Robust and Space-Efficient Dual Adversary Quantum Query Algorithms

TL;DR

This paper develops a robust dual adversary quantum algorithm that tolerates approximate constraints, enabling space-efficient, query-optimal quantum algorithms for Boolean functions, with practical applications and new analytical tools.

Contribution

It introduces a robust dual adversary algorithm that handles approximate constraints, improving space efficiency and practical applicability in quantum query algorithms.

Findings

Robust algorithm handles approximate constraints effectively.

Logarithmic qubits for functions with polynomially many 1-inputs.
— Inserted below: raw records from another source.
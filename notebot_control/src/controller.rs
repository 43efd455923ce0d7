//! Concrete controllers built on the FSM engine.

pub mod aim;
pub mod note;
pub mod shooter;

pub use note::{Intent, NoteManager, NoteState, NoteTimings};
pub use shooter::{AimAndFire, ShotState};

#[cfg(test)]
pub(crate) mod doubles;
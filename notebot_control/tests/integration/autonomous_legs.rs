//! Full autonomous routines on the simulated robot.
//!
//! A recording wrapper logs every path handed to the drivetrain so leg
//! ordering can be checked against the routine definition.

use notebot_common::consts::DEFAULT_CYCLE_TIME;
use notebot_common::field::Alliance;
use notebot_common::geometry::Pose2d;
use notebot_common::path::Path;
use notebot_common::subsystem::{Drivetrain, GoalProvider, Intake, RobotIo, Shooter};
use notebot_control::autonomous::catalogue::{
    AMP_CENTRE_1, PODIUM_SPEAKER_AMP, PODIUM_SPEAKER_AMP_TOP_CENTRE, SPEAKER_CENTRE_3,
};
use notebot_control::autonomous::{AutoState, Routine, RoutineCatalogue};
use notebot_control::controller::NoteTimings;
use notebot_control::cycle::{Mode, Robot};
use notebot_control::sim::{SimConfig, SimRobot};

/// Sixty seconds of cycles.
const MAX_STEPS: u32 = 3_000;

/// Simulated robot that remembers each distinct path it was asked to follow.
struct RecordingRobot {
    sim: SimRobot,
    paths: Vec<Path>,
}

impl Drivetrain for RecordingRobot {
    fn current_pose(&self) -> Pose2d {
        self.sim.sim_chassis().current_pose()
    }

    fn set_pose(&mut self, pose: Pose2d) {
        self.sim.chassis_mut().set_pose(pose);
    }

    fn drive(&mut self, vx: f64, vy: f64, omega: f64) {
        self.sim.chassis_mut().drive(vx, vy, omega);
    }

    fn snap_to_heading(&mut self, heading: f64) {
        self.sim.chassis_mut().snap_to_heading(heading);
    }

    fn stop_snapping(&mut self) {
        self.sim.chassis_mut().stop_snapping();
    }

    fn at_desired_heading(&self) -> bool {
        self.sim.sim_chassis().at_desired_heading()
    }

    fn follow_path(&mut self, path: &Path) -> bool {
        if self.paths.last() != Some(path) {
            self.paths.push(path.clone());
        }
        self.sim.chassis_mut().follow_path(path)
    }
}

impl RobotIo for RecordingRobot {
    fn chassis(&mut self) -> &mut dyn Drivetrain {
        self
    }

    fn intake(&mut self) -> &mut dyn Intake {
        self.sim.intake()
    }

    fn shooter(&mut self) -> &mut dyn Shooter {
        self.sim.shooter()
    }

    fn goal(&self) -> &dyn GoalProvider {
        self.sim.goal()
    }

    fn execute(&mut self) {
        self.sim.execute();
    }
}

fn routine(name: &str, alliance: Alliance) -> Routine {
    RoutineCatalogue::builtin()
        .unwrap()
        .select(name)
        .unwrap()
        .for_alliance(alliance)
}

/// Note path then shoot path for every leg, consecutive repeats merged.
fn expected_paths(routine: &Routine) -> Vec<Path> {
    let mut paths: Vec<Path> = Vec::new();
    for leg in routine.legs() {
        for path in [leg.note_path, leg.shoot_path] {
            if paths.last() != Some(path) {
                paths.push(path.clone());
            }
        }
    }
    paths
}

fn robot(routine: Routine, alliance: Alliance) -> Robot<RecordingRobot> {
    let start = routine
        .start_pose()
        .unwrap_or_else(|| alliance.close_straight_pose());
    let mut sim = SimRobot::new(&SimConfig::default(), alliance, DEFAULT_CYCLE_TIME).with_preload();
    sim.place(start);
    let io = RecordingRobot {
        sim,
        paths: Vec::new(),
    };
    Robot::new(io, NoteTimings::default(), routine, DEFAULT_CYCLE_TIME).unwrap()
}

/// Run autonomous until the routine finishes, checking leg order as it goes.
fn run_to_completion(name: &str, alliance: Alliance) -> Robot<RecordingRobot> {
    let routine = routine(name, alliance);
    let expected = expected_paths(&routine);
    let mut robot = robot(routine, alliance);
    robot.set_mode(Mode::Autonomous);

    let mut legs_completed = 0;
    for _ in 0..MAX_STEPS {
        robot.tick();

        let recorded = &robot.io().paths;
        assert!(
            expected.starts_with(recorded),
            "{name}: out of order after {} paths",
            recorded.len()
        );
        let completed = robot.sequencer().legs_completed();
        assert!(completed == legs_completed || completed == legs_completed + 1);
        legs_completed = completed;

        if robot.sequencer().is_finished() {
            assert_eq!(robot.io().paths, expected);
            return robot;
        }
    }
    panic!(
        "{name}: not finished after {MAX_STEPS} cycles, state {:?}, legs {legs_completed}",
        robot.sequencer().current_state()
    );
}

#[test]
fn four_note_routine_completes_in_order_red() {
    let robot = run_to_completion(PODIUM_SPEAKER_AMP, Alliance::Red);
    assert_eq!(robot.sequencer().legs_completed(), 3);
    // Preload plus one note per leg.
    assert_eq!(robot.io().sim.notes_fired(), 4);
    assert_eq!(robot.sequencer().current_state(), Some(AutoState::Finished));
}

#[test]
fn four_note_routine_completes_in_order_blue() {
    let robot = run_to_completion(PODIUM_SPEAKER_AMP, Alliance::Blue);
    assert_eq!(robot.sequencer().legs_completed(), 3);
    assert_eq!(robot.io().sim.notes_fired(), 4);
    // Every shot taken on the blue half.
    assert!(robot.io().sim.pose().translation.x < 8.0);
}

#[test]
fn speaker_centre_routine_crosses_to_centre_line() {
    let robot = run_to_completion(SPEAKER_CENTRE_3, Alliance::Red);
    assert_eq!(robot.sequencer().legs_completed(), 2);
    assert_eq!(robot.io().sim.notes_fired(), 3);
}

#[test]
fn five_note_routine_without_start_pose_completes() {
    let robot = run_to_completion(PODIUM_SPEAKER_AMP_TOP_CENTRE, Alliance::Red);
    assert_eq!(robot.sequencer().legs_completed(), 4);
    assert_eq!(robot.io().sim.notes_fired(), 5);
    assert_eq!(robot.io().sim.field_notes().len(), 8 - 4);
}

#[test]
fn amp_centre_routine_completes_in_order() {
    let robot = run_to_completion(AMP_CENTRE_1, Alliance::Blue);
    assert_eq!(robot.sequencer().legs_completed(), 2);
    assert_eq!(robot.io().sim.notes_fired(), 3);
}

#[test]
fn disabling_mid_routine_stops_everything() {
    let mut robot = robot(routine(PODIUM_SPEAKER_AMP, Alliance::Red), Alliance::Red);
    robot.set_mode(Mode::Autonomous);
    for _ in 0..10 {
        robot.tick();
    }
    assert_eq!(robot.sequencer().current_state(), Some(AutoState::Shooting));

    robot.set_mode(Mode::Disabled);
    robot.tick();
    assert_eq!(robot.sequencer().current_state(), None);
    assert_eq!(robot.notes().current_state(), None);
    assert_eq!(robot.io().sim.sim_chassis().snap_target(), None);
}
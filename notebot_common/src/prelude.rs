//! Prelude module for common re-exports.
//!
//! ```rust
//! use notebot_common::prelude::*;
//! ```

// ─── Configuration ──────────────────────────────────────────────────
pub use crate::config::{ConfigError, ConfigLoader, LogLevel, SharedConfig};

// ─── System Constants ───────────────────────────────────────────────
pub use crate::consts::{DEFAULT_CYCLE_TIME, FIRE_DURATION, NOTE_SETTLE_DELAY};

// ─── Geometry & Field ───────────────────────────────────────────────
pub use crate::field::{Alliance, FieldLayout, rotation_to_red_speaker};
pub use crate::geometry::{Pose2d, Translation2d};
pub use crate::path::{Path, PathError};

// ─── Subsystem Contracts ────────────────────────────────────────────
pub use crate::subsystem::{Drivetrain, GoalProvider, Intake, RobotIo, Shooter};
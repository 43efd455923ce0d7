//! Aim-and-fire sub-controller.
//!
//! Two states: `aiming` turns the robot to the goal and waits for the
//! shooter, `firing` holds the feed for a fixed pulse and then stops the
//! machine. Usable standalone (quick shot) or nested inside the note
//! manager, which engages it every tick it wants a shot.

use core::time::Duration;

use notebot_common::subsystem::RobotIo;

use super::aim::aim_at_goal;
use crate::error::FsmError;
use crate::fsm::{Controller, Exit, Fsm, StateId, StateDecl, StateTable, Step};

#[derive(Debug, Clone, Copy, PartialEq, Eq)]
pub enum ShotState {
    Aiming,
    Firing,
}

impl StateId for ShotState {
    const ALL: &'static [Self] = &[Self::Aiming, Self::Firing];

    fn name(self) -> &'static str {
        match self {
            Self::Aiming => "aiming",
            Self::Firing => "firing",
        }
    }
}

/// Turn to the goal, wait until ready, fire for `fire_duration`.
#[derive(Debug, Clone)]
pub struct AimAndFire {
    fsm: Fsm<ShotState>,
}

impl AimAndFire {
    pub const MACHINE: &'static str = "aim_and_fire";

    pub fn new(fire_duration: Duration) -> Result<Self, FsmError> {
        let table = StateTable::new(
            Self::MACHINE,
            &[
                StateDecl::new(ShotState::Aiming).first(),
                StateDecl::new(ShotState::Firing)
                    .must_finish()
                    .timed(fire_duration, Exit::Done),
            ],
        )?;
        Ok(Self {
            fsm: Fsm::new(table),
        })
    }

    /// Request a shot for the next tick. Must be repeated every tick while
    /// aiming; once firing the pulse always completes.
    #[inline]
    pub fn engage(&mut self) {
        self.fsm.engage();
    }

    #[inline]
    pub fn done(&mut self) {
        self.fsm.done();
    }

    #[inline]
    pub fn current_state(&self) -> Option<ShotState> {
        self.fsm.current_state()
    }

    #[inline]
    pub fn is_executing(&self) -> bool {
        self.fsm.is_executing()
    }

    #[inline]
    pub fn is_firing(&self) -> bool {
        self.fsm.current_state() == Some(ShotState::Firing)
    }

    /// The firing pulse ended on the most recent tick.
    pub fn has_just_fired(&self) -> bool {
        self.fsm.last_state() == Some(ShotState::Firing) && !self.fsm.is_executing()
    }

    /// Was running at the start of the most recent tick and is not now.
    pub fn just_stopped(&self) -> bool {
        self.fsm.last_state().is_some() && !self.fsm.is_executing()
    }
}

impl<R: RobotIo + ?Sized> Controller<R> for AimAndFire {
    type State = ShotState;

    fn fsm_mut(&mut self) -> &mut Fsm<ShotState> {
        &mut self.fsm
    }

    fn run_state(&mut self, step: Step<ShotState>, io: &mut R) {
        match step.state {
            ShotState::Aiming => {
                aim_at_goal(io);
                if io.chassis().at_desired_heading() && io.shooter().is_ready() {
                    self.fsm.next_state(ShotState::Firing);
                }
            }
            ShotState::Firing => io.shooter().fire(),
        }
    }
}

// ─── Tests ──────────────────────────────────────────────────────────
Numerical solutions to the dual yield bounded-error algorithms under certain conditions.

Abstract

The general adversary dual is a powerful tool in quantum computing because it gives a query-optimal bounded-error quantum algorithm for deciding any Boolean function. Unfortunately, the algorithm uses linear qubits in the worst case, and only works if the constraints of the general adversary dual are exactly satisfied. The challenge of improving the algorithm is that it is brittle to arbitrarily small errors since it relies on a reflection over a span of vectors. We overcome this challenge and build a robust dual adversary algorithm that can handle approximately satisfied constraints. As one application of our robust algorithm, we prove that for any Boolean function with polynomially many 1-valued inputs (or in fact a slightly weaker condition) there is a query-optimal algorithm that uses logarithmic qubits. As another application, we prove that numerically derived, approximate solutions to the general adversary dual give a bounded-error quantum algorithm under certain conditions. Further, we show that these conditions empirically hold with reasonable iterations for Boolean functions with small domains. We also develop several tools that may be of independent interest, including a robust approximate spectral gap lemma, a method to compress a general adversary dual solution using the Johnson-Lindenstrauss lemma, and open-source code to find solutions to the general adversary dual.